Data extracts Block Start
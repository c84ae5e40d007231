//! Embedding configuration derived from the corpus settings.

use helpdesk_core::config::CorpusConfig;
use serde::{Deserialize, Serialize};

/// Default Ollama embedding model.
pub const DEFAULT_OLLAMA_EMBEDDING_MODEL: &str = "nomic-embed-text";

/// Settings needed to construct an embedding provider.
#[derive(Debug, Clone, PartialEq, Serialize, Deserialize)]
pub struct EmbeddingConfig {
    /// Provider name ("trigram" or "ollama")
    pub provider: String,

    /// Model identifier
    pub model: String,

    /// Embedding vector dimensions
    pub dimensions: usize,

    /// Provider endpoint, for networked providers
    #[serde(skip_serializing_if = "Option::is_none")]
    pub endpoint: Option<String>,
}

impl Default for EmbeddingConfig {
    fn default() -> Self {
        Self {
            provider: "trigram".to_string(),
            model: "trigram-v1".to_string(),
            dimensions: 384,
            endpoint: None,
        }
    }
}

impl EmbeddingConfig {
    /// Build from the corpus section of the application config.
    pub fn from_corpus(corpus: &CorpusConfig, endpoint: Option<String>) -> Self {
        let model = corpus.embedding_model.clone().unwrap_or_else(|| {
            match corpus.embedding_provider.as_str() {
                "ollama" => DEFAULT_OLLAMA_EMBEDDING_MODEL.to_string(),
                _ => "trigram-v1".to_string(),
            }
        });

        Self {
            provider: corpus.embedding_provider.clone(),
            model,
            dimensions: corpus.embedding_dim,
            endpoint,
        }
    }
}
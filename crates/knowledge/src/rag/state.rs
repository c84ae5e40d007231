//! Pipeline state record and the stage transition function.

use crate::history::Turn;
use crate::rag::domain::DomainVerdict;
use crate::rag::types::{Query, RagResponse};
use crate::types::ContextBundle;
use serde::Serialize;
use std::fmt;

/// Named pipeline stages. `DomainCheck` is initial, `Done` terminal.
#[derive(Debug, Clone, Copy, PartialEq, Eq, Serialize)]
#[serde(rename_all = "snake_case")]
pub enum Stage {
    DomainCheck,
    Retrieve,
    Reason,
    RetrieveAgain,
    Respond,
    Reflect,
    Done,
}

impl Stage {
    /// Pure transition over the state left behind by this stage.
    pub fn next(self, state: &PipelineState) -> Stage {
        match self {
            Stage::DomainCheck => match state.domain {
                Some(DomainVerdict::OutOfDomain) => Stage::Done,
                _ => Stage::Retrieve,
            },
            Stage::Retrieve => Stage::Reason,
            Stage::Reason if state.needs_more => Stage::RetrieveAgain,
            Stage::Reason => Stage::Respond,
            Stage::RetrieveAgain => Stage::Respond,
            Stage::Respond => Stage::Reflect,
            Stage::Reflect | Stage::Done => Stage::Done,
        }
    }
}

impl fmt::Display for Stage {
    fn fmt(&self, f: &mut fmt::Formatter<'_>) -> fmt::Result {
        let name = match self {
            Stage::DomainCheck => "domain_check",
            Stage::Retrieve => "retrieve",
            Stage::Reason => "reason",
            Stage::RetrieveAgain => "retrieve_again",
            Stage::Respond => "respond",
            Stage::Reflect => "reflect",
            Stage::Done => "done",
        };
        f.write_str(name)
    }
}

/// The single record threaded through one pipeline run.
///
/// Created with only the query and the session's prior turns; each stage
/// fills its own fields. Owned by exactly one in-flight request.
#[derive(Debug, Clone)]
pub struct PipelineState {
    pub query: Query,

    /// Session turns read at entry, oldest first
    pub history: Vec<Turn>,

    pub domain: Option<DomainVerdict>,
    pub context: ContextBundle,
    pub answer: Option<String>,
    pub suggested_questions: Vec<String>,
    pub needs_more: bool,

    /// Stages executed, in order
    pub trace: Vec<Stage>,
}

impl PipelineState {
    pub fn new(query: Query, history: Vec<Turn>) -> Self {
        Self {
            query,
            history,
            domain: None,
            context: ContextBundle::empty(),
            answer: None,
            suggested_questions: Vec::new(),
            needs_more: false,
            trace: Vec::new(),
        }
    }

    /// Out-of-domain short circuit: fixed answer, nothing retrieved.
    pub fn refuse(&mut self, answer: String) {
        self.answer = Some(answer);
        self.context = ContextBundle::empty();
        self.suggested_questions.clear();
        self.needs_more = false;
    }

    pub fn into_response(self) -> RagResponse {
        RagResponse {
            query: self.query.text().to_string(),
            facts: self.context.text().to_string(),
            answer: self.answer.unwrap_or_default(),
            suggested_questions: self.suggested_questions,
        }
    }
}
Data extracts Block End
## Exercise brief
What is the number of lines in the listing that hold "DomainVerdict"? Give that number and nothing more.

## Written solution
3